Volto ainda a Eliot, e àquele seu poema «a meio da vida» (como outro célebre, de Hölderlin*), a que chamou «Quarta-feira de cinzas». Não estamos em quarta-feira de cinzas, mas o facto é que neste tempo borbulhante domina o cinza. Daí que me tenham vindo, novamente, ecos do poema de Eliot, que tem muito a ver, na sua serena nostalgia e no seu olhar desencantado sobre o mundo, «o conhecido reino», com o momento que atravessamos. Ou pelo menos com o modo como eu vejo hoje este nosso momento (nosso? meu não é certamente!), tomando-o pelo que ele é, mas procurando sempre os caminhos que levem à sua mudança, ao fim desta interminável quarta-feira de cinzas em que vivemos mergulhados há anos, para retomar o júbilo possível e a festa – sem o espectáculo ruidoso do mundo. Esse «usual reign», esse mundo dos outros, distante e aqui tão perto, era também o outro lado do muro do «jardim abismado» de uma poeta tão próxima de Eliot como Emily Dickinson, e matéria do seu desencanto, que compensava perdendo-se no êxtase da grande e da pequena Natureza. Ou de Pessoa, ouvindo os ecos da «vida» do outro lado do «muro branco do quintal». Do outro lado desse outro lado está o «jardim abismático» de Llansol, onde também habito mais hoje, aquele que permite o pensamento (ou vice-versa, para os que fazem do pensamento a sua festa) e se inunda de luz, apesar de tudo e contra tudo…

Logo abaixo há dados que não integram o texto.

//! Best-effort hostname extraction.

use url::Url;

/// Outcome of extracting a domain from a raw URL string.
///
/// Extraction never fails: when the URL does not parse (or parses without a
/// host), a heuristic slice of the raw string is returned as the explicit
/// [`Fallback`](Self::Fallback) branch rather than an error.
#[derive(Debug, Clone, PartialEq, Eq)]
pub enum DomainName {
    /// Hostname parsed from a well-formed URL.
    Parsed(String),
    /// Heuristic slice of an unparseable or host-less URL string.
    Fallback(String),
}

impl DomainName {
    /// Extracts a lowercased, `www.`-stripped domain from a raw URL string.
    #[must_use]
    pub fn extract(raw: &str) -> Self {
        match Url::parse(raw) {
            Ok(url) => url.host_str().map_or_else(
                // file:, data: and about: URLs parse but carry no host
                || Self::Fallback(heuristic_slice(raw)),
                |host| Self::Parsed(normalize(host)),
            ),
            Err(_) => Self::Fallback(heuristic_slice(raw)),
        }
    }

    #[must_use]
    pub fn as_str(&self) -> &str {
        match self {
            Self::Parsed(s) | Self::Fallback(s) => s,
        }
    }

    #[must_use]
    pub const fn is_fallback(&self) -> bool {
        matches!(self, Self::Fallback(_))
    }

    /// Consumes the result, returning the domain string either way.
    #[must_use]
    pub fn into_string(self) -> String {
        match self {
            Self::Parsed(s) | Self::Fallback(s) => s,
        }
    }
}

fn normalize(host: &str) -> String {
    let lower = host.to_ascii_lowercase();
    lower.strip_prefix("www.").unwrap_or(&lower).to_string()
}

/// Cuts a host-shaped slice out of a raw string: drop anything up to `://`,
/// then stop at the first path, query or fragment delimiter.
fn heuristic_slice(raw: &str) -> String {
    let rest = raw.split_once("://").map_or(raw, |(_, rest)| rest);
    let end = rest.find(['/', '?', '#']).unwrap_or(rest.len());
    normalize(&rest[..end])
}
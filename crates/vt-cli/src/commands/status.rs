//! Status command showing today's aggregate stats.

use std::io::Write;

use anyhow::Result;
use chrono::Utc;
use vt_engine::SessionAggregator;
use vt_store::SessionStore;

use crate::commands::util::format_duration_ms;

pub async fn run<W: Write, S: SessionStore>(
    writer: &mut W,
    aggregator: &SessionAggregator<S>,
    json: bool,
) -> Result<()> {
    let session = aggregator.current_session(Utc::now()).await;
    if json {
        serde_json::to_writer_pretty(&mut *writer, &session.stats)?;
        writeln!(writer)?;
        return Ok(());
    }

    let stats = &session.stats;
    writeln!(writer, "Session {}", session.date)?;
    writeln!(
        writer,
        "Visits: {} ({} unique URLs, {} domains)",
        stats.total_urls, stats.unique_urls, stats.unique_domains
    )?;
    writeln!(writer, "Work:   {}", format_duration_ms(stats.work_time_ms))?;
    writeln!(
        writer,
        "Social: {}",
        format_duration_ms(stats.social_time_ms)
    )?;
    writeln!(writer, "Other:  {}", format_duration_ms(stats.other_time_ms))?;
    writeln!(writer, "Total:  {}", format_duration_ms(stats.total_time_ms))?;
    Ok(())
}
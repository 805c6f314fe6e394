//! Implementation of the `vt replay` command.
//!
//! Reads a JSONL log of timestamped host events and drives the tracker with
//! a manual clock pinned to each record's instant, so replaying yesterday's
//! log reproduces yesterday's sessions exactly.

use std::fs::File;
use std::io::{BufRead, BufReader, Write};
use std::path::Path;
use std::sync::Arc;
use std::time::Duration;

use anyhow::{Context, Result};
use chrono::{DateTime, TimeDelta, Utc};
use serde::Deserialize;
use vt_engine::{Clock, HostEvent, IdleState, ManualClock, VisitTracker, spawn_periodic_sync};
use vt_store::SessionStore;

use crate::Config;
use crate::commands::util::format_duration_ms;

/// One recorded host event with the instant it was observed.
#[derive(Debug, Deserialize)]
struct ReplayRecord {
    at: DateTime<Utc>,
    event: HostEvent,
}

pub async fn run<W: Write, S: SessionStore + 'static>(
    writer: &mut W,
    store: S,
    config: &Config,
    path: &Path,
) -> Result<()> {
    let file = File::open(path).with_context(|| format!("failed to open {}", path.display()))?;
    let reader = BufReader::new(file);

    let clock = ManualClock::starting_at(Utc::now());
    let tracker = Arc::new(VisitTracker::new(
        store,
        clock.clone(),
        config.categories.clone(),
    ));
    // long replays persist progressively rather than only at the end
    let sync = spawn_periodic_sync(
        Arc::clone(&tracker),
        Duration::from_secs(config.sync_interval_secs.max(1)),
    );
    let idle_gap =
        TimeDelta::seconds(i64::try_from(config.idle_threshold_secs).unwrap_or(i64::MAX));

    let mut applied = 0usize;
    let mut last_at: Option<DateTime<Utc>> = None;
    for (index, line) in reader.lines().enumerate() {
        let line = line.with_context(|| format!("failed to read {}", path.display()))?;
        if line.trim().is_empty() {
            continue;
        }
        let record: ReplayRecord = serde_json::from_str(&line)
            .with_context(|| format!("malformed record on line {}", index + 1))?;

        // Logs from bridges that do not hook the idle detector still get
        // idle accounting: silence past the threshold counts as the user
        // going idle at the threshold and returning at the next event.
        if let Some(previous) = last_at {
            if record.at - previous > idle_gap {
                clock.set(previous + idle_gap);
                tracker
                    .handle_event(HostEvent::IdleStateChanged {
                        state: IdleState::Idle,
                    })
                    .await;
                clock.set(record.at);
                tracker
                    .handle_event(HostEvent::IdleStateChanged {
                        state: IdleState::Active,
                    })
                    .await;
            }
        }

        clock.set(record.at);
        tracker.handle_event(record.event).await;
        applied += 1;
        last_at = Some(record.at);
    }
    // runs one final flush of any still-open tabs
    sync.shutdown().await;

    let session = tracker.aggregator().current_session(clock.now()).await;
    writeln!(writer, "Replayed {applied} events")?;
    writeln!(writer, "Date: {}", session.date)?;
    writeln!(writer, "Visits: {}", session.stats.total_urls)?;
    writeln!(
        writer,
        "Active time: {}",
        format_duration_ms(session.stats.total_time_ms)
    )?;
    Ok(())
}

Eliot revela-se assim, mais de meio século depois, uma voz do nosso próprio tempo, mais do que muitos dos que nesse rio se banham e nele se sentem em casa

               * Com suas pêras douradas inclina-se
                        E cheia de rosas bravas
                        A terra sobre o lago,
                        Vós, graciosos cisnes,
                        Ébrios de beijos
                        Mergulhais a cabeça
                        Na água sagrada, sóbria,

                       Ai de mim, aonde irei buscar,
                       Quando for Inverno, as flores, e onde
                       A luz do Sol,
                       E sombras da terra?
                       Mudos e frios erguem-se
                       Os muroas; na aragem
                       Rangem os cataventos.